__EXERCISE REQUIREMENTS__: A single number is required: how many lines in the entries hold the word "trim".

__Stored data__:
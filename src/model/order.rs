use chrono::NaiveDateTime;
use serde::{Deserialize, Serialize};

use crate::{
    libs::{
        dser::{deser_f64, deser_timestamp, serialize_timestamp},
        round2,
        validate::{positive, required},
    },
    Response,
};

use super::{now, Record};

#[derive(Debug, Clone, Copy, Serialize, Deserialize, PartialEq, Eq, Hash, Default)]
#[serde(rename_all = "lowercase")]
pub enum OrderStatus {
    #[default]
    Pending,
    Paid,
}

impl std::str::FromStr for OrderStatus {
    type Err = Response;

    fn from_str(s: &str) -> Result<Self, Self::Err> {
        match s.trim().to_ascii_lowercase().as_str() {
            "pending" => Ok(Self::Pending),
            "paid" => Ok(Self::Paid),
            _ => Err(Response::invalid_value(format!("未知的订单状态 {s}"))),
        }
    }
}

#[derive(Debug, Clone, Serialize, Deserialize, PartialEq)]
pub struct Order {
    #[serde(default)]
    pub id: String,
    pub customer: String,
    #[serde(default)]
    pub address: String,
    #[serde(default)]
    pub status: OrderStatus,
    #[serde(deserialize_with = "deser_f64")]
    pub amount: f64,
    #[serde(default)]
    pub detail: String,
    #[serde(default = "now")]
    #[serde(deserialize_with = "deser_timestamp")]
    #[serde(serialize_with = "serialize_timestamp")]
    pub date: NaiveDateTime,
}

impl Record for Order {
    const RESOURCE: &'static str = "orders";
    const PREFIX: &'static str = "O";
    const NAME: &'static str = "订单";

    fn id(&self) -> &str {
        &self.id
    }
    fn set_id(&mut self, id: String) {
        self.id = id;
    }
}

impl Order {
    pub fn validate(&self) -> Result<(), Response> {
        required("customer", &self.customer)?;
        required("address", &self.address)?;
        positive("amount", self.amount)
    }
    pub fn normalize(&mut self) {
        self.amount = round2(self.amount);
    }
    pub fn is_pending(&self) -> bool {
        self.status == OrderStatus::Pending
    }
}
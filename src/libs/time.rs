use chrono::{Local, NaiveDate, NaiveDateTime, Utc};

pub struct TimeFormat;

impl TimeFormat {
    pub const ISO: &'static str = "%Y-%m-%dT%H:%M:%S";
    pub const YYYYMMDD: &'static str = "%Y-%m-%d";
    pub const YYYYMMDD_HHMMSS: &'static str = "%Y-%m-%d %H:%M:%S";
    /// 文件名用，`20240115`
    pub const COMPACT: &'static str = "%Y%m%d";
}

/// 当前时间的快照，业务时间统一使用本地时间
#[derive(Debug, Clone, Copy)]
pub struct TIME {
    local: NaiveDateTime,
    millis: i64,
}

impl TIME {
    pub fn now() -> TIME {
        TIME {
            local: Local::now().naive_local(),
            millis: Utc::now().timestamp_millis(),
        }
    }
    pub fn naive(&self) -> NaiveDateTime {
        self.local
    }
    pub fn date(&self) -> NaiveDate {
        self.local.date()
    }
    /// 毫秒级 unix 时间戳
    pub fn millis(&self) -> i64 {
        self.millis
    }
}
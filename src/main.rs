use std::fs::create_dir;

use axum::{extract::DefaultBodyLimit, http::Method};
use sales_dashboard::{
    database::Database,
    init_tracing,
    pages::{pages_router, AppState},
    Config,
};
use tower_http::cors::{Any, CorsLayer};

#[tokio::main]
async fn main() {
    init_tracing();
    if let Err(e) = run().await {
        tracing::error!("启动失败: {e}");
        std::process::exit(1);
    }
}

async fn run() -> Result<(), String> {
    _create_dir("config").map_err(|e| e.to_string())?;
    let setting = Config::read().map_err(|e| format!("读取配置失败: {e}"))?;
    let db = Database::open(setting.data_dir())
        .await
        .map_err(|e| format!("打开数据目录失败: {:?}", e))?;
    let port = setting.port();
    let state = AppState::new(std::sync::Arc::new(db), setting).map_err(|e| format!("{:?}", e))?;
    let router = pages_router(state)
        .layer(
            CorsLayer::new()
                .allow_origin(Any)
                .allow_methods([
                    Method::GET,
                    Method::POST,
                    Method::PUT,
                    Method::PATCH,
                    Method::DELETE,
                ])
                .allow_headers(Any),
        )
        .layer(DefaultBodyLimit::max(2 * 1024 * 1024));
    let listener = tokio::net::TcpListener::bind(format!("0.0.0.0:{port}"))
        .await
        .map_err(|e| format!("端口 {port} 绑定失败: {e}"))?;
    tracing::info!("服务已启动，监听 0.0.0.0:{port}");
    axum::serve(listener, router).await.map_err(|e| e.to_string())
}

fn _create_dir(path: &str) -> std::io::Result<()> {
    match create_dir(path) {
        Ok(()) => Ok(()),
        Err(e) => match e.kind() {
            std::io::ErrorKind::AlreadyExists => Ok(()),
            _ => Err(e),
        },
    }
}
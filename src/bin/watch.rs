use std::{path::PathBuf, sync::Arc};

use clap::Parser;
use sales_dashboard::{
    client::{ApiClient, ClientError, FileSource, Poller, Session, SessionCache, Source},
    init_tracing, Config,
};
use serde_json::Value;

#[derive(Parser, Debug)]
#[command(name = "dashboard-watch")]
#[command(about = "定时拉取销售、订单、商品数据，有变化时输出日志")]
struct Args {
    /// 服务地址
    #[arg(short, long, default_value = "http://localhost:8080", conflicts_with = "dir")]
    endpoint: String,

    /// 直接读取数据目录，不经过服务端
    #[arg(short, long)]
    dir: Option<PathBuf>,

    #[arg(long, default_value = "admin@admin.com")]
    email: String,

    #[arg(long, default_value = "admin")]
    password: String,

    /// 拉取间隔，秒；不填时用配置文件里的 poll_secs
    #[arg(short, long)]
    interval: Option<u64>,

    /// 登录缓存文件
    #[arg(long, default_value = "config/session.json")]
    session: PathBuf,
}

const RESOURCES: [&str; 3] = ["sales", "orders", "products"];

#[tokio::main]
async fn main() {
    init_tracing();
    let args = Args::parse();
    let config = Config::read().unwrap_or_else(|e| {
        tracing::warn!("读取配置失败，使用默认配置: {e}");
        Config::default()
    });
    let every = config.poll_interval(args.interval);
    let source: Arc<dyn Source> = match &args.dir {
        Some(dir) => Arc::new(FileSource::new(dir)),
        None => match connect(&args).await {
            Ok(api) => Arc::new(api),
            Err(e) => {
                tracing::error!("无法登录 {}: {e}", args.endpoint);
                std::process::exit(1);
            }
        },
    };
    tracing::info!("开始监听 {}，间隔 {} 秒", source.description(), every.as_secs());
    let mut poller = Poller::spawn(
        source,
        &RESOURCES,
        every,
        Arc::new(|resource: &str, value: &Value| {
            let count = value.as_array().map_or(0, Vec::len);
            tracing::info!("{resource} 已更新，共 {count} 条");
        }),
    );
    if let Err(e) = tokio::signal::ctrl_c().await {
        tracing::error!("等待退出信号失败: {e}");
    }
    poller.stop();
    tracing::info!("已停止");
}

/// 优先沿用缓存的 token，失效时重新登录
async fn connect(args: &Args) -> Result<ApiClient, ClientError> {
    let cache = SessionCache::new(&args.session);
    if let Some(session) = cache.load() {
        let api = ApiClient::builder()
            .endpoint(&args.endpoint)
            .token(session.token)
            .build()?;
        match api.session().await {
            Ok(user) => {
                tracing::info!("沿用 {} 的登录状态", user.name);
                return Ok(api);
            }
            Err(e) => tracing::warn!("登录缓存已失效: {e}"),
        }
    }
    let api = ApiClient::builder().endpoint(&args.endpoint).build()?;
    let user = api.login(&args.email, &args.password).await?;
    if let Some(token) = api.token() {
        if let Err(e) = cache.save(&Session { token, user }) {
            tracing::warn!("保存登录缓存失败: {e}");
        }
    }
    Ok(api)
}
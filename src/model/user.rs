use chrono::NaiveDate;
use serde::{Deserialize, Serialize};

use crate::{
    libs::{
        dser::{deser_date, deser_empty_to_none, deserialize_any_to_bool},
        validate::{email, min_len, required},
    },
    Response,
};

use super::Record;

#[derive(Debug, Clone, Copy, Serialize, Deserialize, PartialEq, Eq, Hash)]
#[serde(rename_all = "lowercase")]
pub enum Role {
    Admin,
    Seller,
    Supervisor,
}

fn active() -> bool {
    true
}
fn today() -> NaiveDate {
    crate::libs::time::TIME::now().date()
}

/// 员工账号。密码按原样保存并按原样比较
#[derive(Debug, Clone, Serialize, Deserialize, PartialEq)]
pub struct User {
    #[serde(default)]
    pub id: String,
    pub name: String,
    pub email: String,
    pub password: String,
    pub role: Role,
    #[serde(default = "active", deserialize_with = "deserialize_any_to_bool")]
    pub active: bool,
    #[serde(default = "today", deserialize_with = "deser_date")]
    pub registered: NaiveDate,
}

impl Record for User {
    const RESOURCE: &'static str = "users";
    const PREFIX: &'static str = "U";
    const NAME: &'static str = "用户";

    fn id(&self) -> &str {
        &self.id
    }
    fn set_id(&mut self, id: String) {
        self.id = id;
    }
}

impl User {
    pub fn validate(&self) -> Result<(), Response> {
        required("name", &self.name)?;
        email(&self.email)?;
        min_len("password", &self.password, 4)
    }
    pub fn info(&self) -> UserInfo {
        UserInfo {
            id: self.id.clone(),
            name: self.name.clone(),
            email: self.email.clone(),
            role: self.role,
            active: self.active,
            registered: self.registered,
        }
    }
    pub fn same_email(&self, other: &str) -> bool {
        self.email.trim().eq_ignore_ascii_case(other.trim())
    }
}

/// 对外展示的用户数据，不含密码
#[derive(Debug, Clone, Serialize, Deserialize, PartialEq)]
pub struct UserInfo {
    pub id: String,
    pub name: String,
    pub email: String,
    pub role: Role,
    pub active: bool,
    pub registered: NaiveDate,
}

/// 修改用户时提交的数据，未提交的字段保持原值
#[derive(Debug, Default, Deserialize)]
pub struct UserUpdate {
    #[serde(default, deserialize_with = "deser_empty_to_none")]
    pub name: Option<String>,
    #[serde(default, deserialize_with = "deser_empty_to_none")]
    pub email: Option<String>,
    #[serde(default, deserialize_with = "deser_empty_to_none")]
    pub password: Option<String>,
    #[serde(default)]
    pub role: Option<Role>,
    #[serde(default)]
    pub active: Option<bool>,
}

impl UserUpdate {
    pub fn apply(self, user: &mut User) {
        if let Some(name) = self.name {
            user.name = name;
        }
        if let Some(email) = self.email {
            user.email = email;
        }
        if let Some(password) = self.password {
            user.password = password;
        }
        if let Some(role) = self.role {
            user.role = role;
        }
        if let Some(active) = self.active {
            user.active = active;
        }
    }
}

__SOLUTION__: 2